The lines below that include the word "push" are to be reported.
┌────────
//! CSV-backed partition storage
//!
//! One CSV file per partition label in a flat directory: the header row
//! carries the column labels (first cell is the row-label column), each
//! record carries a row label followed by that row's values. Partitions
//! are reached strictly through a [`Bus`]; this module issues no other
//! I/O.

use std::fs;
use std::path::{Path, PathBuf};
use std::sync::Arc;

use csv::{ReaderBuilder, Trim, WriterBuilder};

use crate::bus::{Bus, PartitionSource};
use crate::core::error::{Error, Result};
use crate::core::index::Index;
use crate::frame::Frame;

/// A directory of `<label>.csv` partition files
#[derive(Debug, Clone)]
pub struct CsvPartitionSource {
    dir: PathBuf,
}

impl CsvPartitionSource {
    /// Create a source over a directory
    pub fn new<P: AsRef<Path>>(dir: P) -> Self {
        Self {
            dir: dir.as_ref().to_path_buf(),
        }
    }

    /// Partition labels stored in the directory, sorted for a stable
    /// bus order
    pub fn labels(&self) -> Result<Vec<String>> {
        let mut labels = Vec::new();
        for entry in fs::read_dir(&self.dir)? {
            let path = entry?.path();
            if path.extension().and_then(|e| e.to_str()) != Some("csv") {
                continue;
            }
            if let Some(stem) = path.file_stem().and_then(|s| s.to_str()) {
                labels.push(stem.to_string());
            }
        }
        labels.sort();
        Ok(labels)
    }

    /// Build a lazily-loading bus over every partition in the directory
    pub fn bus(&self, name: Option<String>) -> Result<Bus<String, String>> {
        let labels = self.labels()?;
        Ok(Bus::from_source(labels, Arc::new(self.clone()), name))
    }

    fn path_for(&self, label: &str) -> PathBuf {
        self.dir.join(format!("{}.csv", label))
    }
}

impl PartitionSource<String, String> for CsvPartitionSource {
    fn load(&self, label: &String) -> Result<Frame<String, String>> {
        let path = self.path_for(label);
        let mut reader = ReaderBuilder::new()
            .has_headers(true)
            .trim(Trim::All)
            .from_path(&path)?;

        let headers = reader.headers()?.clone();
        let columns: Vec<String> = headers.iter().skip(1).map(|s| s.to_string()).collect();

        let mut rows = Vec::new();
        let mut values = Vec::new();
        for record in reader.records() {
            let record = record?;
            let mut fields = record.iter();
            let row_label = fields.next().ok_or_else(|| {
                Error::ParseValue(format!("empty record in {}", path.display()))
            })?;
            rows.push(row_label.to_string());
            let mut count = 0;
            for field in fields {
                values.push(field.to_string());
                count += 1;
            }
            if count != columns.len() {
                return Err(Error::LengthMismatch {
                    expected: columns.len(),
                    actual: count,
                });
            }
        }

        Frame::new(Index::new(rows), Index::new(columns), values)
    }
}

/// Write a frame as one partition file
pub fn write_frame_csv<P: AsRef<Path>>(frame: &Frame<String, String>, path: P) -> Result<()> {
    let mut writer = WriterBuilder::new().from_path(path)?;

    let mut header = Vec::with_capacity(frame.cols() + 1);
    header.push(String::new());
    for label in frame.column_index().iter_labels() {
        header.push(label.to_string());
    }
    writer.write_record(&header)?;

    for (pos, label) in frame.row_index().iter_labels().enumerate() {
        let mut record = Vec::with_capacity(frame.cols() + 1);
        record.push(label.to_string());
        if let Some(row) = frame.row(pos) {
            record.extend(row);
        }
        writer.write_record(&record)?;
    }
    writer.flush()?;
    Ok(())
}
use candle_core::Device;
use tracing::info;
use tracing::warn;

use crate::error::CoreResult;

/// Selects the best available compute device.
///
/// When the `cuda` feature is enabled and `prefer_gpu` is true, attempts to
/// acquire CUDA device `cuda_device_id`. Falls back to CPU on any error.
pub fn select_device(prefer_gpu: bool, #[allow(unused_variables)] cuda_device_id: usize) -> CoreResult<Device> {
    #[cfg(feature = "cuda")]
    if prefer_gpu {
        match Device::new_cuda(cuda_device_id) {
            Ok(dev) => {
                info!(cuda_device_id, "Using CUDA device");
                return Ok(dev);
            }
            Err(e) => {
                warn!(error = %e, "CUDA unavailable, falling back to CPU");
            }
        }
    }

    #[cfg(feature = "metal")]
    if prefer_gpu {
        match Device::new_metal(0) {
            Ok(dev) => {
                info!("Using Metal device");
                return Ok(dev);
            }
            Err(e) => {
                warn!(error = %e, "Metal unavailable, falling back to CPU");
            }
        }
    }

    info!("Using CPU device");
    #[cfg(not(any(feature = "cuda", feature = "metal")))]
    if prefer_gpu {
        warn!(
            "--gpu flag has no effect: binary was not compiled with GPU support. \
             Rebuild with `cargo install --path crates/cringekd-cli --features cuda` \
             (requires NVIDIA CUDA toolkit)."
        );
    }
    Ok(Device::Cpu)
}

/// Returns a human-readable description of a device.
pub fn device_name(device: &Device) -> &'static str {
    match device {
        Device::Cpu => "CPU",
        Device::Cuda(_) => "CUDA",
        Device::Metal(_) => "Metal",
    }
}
└────────
• Result of this exercise:
                labels.push(stem.to_string());
            rows.push(row_label.to_string());
                values.push(field.to_string());
    header.push(String::new());
        header.push(label.to_string());
        record.push(label.to_string());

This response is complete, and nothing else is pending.